My above opener is light and humorous. The sticky weather echoes Camilla's sticky situation. In another kind of book, this could be a situation of grave danger, or something that would cause the heroine extreme distress. Then describing the humid weather in terms of darkness or heaviness would convey a different mood.

But you don’t have to use weather or description to set tone. Sharp, staccato dialog can convey danger, or a self-deprecating narrative voice can show we’re going to be in for some laughs.

4) Let us know the theme. 

If you’re going to be dealing with a particular theme, you don’t want to hit us over the head with it, but give us some foreshadowing. Great authors can do this in the first sentence.

Look at how William Gibson began Neuromancer, the novel that defined cyberpunk: "The sky above the port was the color of television, tuned to a dead channel.” Gibson lets us know from the get-go this is about the dark side of technology.

I start my mystery Sherwood, Ltd with this paragraph:

“Anybody can become an outlaw. For me, all it took was a little financial myopia, an inherited bad taste in spouses, a recession—and there I was, the great-granddaughter of newspaper baron H. P. Randall, edging around in alley-shadows, about to become a common thief.”

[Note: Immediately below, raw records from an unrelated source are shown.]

pub mod models;
pub mod repositories;
pub mod schema;
pub mod store;

pub mod mock;

use eyre::Result;
use sqlx::postgres::PgPoolOptions;
use sqlx::{Pool, Postgres};

pub use store::{PgPlanStore, PlanStore};

pub type DbPool = Pool<Postgres>;

pub async fn create_pool(database_url: &str, max_connections: u32) -> Result<DbPool> {
    let pool = PgPoolOptions::new()
        .max_connections(max_connections)
        .connect(database_url)
        .await?;

    Ok(pool)
}
use crate::models::{DbAssignment, DbTask};
use eyre::Result;
use sqlx::{Pool, Postgres};
use uuid::Uuid;

pub async fn get_task(
    pool: &Pool<Postgres>,
    organization_id: Uuid,
    task_id: Uuid,
) -> Result<Option<DbTask>> {
    tracing::debug!("Getting task {} for organization {}", task_id, organization_id);

    let task = sqlx::query_as::<_, DbTask>(
        r#"
        SELECT id, organization_id, plan_id, title, kind, config, created_at
        FROM tasks
        WHERE id = $1 AND organization_id = $2
        "#,
    )
    .bind(task_id)
    .bind(organization_id)
    .fetch_optional(pool)
    .await?;

    Ok(task)
}

pub async fn list_assignments(pool: &Pool<Postgres>, task_id: Uuid) -> Result<Vec<DbAssignment>> {
    tracing::debug!("Listing assignments for task {}", task_id);

    let assignments = sqlx::query_as::<_, DbAssignment>(
        r#"
        SELECT a.id, a.task_id, a.participant_id, p.display_name,
               a.status, a.response_data, a.updated_at
        FROM task_assignments a
        JOIN profiles p ON p.id = a.participant_id
        WHERE a.task_id = $1
        ORDER BY a.created_at, a.id
        "#,
    )
    .bind(task_id)
    .fetch_all(pool)
    .await?;

    tracing::debug!("Found {} assignments for task {}", assignments.len(), task_id);
    Ok(assignments)
}
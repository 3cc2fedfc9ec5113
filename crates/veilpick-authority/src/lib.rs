//! Verifying authority for anonymous package pickup: lifecycle state
//! machine, one-time nullifier consumption, and configuration.

#![deny(unsafe_code)]
#![warn(clippy::all)]

pub mod config;
pub mod lifecycle;
pub mod nullifier;

pub use config::AuthorityConfig;
pub use lifecycle::{PackageAuthority, PackageRegistration};
pub use nullifier::{MemoryNullifierStore, NullifierStore, SledNullifierStore};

You know right away we’re dealing with a theme of poverty, outlaws and thieves—echoing the Robin-Hoody title.

5) Let us know where we are.  

Don’t give us a ton of physical description, but we need to know what planet/historical time period we’re in.

In spite of everything you’ve heard about showing-not-telling, it’s perfectly all right to give the reader some basic information in a straightforward way, as Jeffrey Eugenidies does in Middlesex:

“I was born twice: first, as a baby girl, on a remarkably smogless Detroit day in January of 1960; and then again, as a teenage boy, in an emergency room near Petoskey, Michigan, in August of 1974.”

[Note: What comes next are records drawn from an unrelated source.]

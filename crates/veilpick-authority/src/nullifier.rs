//! One-time nullifier consumption.
//!
//! A nullifier that has been accepted once must never be accepted again,
//! for the lifetime of the system. `insert_unique` is the atomicity
//! primitive: of any number of concurrent calls with the same nullifier,
//! exactly one returns `true`.

use std::collections::HashSet;
use std::path::Path;
use std::sync::Mutex;

use veilpick_types::{Nullifier, PickupError, PickupResult};

/// Permanent set of consumed nullifiers. Entries are never removed.
pub trait NullifierStore: Send + Sync {
    /// Insert the nullifier if absent. Returns `true` when this call
    /// consumed it, `false` when it was already present.
    fn insert_unique(&self, nullifier: &Nullifier) -> PickupResult<bool>;

    fn contains(&self, nullifier: &Nullifier) -> PickupResult<bool>;

    fn len(&self) -> PickupResult<usize>;

    fn is_empty(&self) -> PickupResult<bool> {
        Ok(self.len()? == 0)
    }
}

/// In-memory store for tests and single-process deployments. Unbounded:
/// consumed nullifiers are retained for the process lifetime.
#[derive(Default)]
pub struct MemoryNullifierStore {
    seen: Mutex<HashSet<Nullifier>>,
}

impl MemoryNullifierStore {
    pub fn new() -> Self {
        Self::default()
    }
}

impl NullifierStore for MemoryNullifierStore {
    fn insert_unique(&self, nullifier: &Nullifier) -> PickupResult<bool> {
        let mut seen = self
            .seen
            .lock()
            .map_err(|_| PickupError::Storage("Nullifier set lock poisoned".into()))?;
        Ok(seen.insert(*nullifier))
    }

    fn contains(&self, nullifier: &Nullifier) -> PickupResult<bool> {
        let seen = self
            .seen
            .lock()
            .map_err(|_| PickupError::Storage("Nullifier set lock poisoned".into()))?;
        Ok(seen.contains(nullifier))
    }

    fn len(&self) -> PickupResult<usize> {
        let seen = self
            .seen
            .lock()
            .map_err(|_| PickupError::Storage("Nullifier set lock poisoned".into()))?;
        Ok(seen.len())
    }
}

/// Durable store backed by sled, keyed by nullifier bytes. Uniqueness
/// comes from compare-and-swap against an absent key, so concurrent
/// inserts of the same nullifier resolve to one winner even across
/// process threads.
pub struct SledNullifierStore {
    db: sled::Db,
}

impl SledNullifierStore {
    pub fn open(path: &Path) -> PickupResult<Self> {
        let db = sled::open(path)
            .map_err(|e| PickupError::Storage(format!("Cannot open nullifier db: {}", e)))?;
        Ok(Self { db })
    }
}

impl NullifierStore for SledNullifierStore {
    fn insert_unique(&self, nullifier: &Nullifier) -> PickupResult<bool> {
        let outcome = self
            .db
            .compare_and_swap(nullifier.as_bytes(), None::<&[u8]>, Some(vec![]))
            .map_err(|e| PickupError::Storage(e.to_string()))?;

        match outcome {
            Ok(()) => {
                self.db
                    .flush()
                    .map_err(|e| PickupError::Storage(e.to_string()))?;
                Ok(true)
            }
            Err(_) => Ok(false),
        }
    }

    fn contains(&self, nullifier: &Nullifier) -> PickupResult<bool> {
        self.db
            .contains_key(nullifier.as_bytes())
            .map_err(|e| PickupError::Storage(e.to_string()))
    }

    fn len(&self) -> PickupResult<usize> {
        Ok(self.db.len())
    }
}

In SciFi and Fantasy especially, you need to do some world-building, but limit it to the absolute necessities and fill in the details later. Most new writers tend to tell us way too much about their fantasy world up front. You want to tell us just enough to allow us to picture the scene that’s taking place, but not bog down the action.

6) Introduce the antagonist.

An antagonist is someone/something that keeps the protagonist from his goal.

The concept of an “antagonist” is probably the hardest thing for most new writers to grasp.

You may think that if you're not writing a mystery about a sadistic serial killer, or a spy novel where the hero must thwart the evil genius plotting to take over the world, you don’t need an antagonist.

But there’s a difference between an antagonist and a villain.

An antagonist can be a whole society, an addiction, a judicial system, or anything that might thwart a hero from achieving his goal. But you absolutely need one. (I found that out the hard way. I wrote a novel for 10 years that had no antagonist and I couldn’t figure out why it wouldn’t end.) The wonderful Kristen Lamb writes some of the best stuff I’ve seen on the subject of the antagonist, which she calls the Big Boss Troublemaker. Here’s one of Kristen's great posts on the BBT.

7) Ignite conflict.

We need conflict not only in the opening scene, but we need to see an over-arching tension that will drive your plot.

In the Hunger Games, the burning question in the opening scene is who will be chosen for the games. But the larger conflict is with the Hunger Games themselves. When the conflict of the opening scene is resolved, we still keep turning pages because of the underlying tension from a bigger story question—how will Katniss survive?

Conflict does not have to mean an actual battle. In fact, starting in the middle of a battle can be awfully confusing for a reader. It’s better to start with something like the heroine preparing for battle by stealing her brother’s armor after her father forbids her to fight.

8)  Give us a goal: tell us what your protagonist wants.


We need to know what he wants right now, which might be for the troll who just killed his companions to stop swiping at him with that pointy sword.

But we also need to know pretty early in the story what your hero really, really wants (apologies to the Spice Girls)—his ultimate goal, like maybe taking a magical jewelry item to Mount Disaster to destroy it forever.

I realize this ultimate goal doesn't always show up in chapter one. But we do need a goal in chapter one that will lead to the ultimate goal.

9) Present an exciting, life-changing inciting incident.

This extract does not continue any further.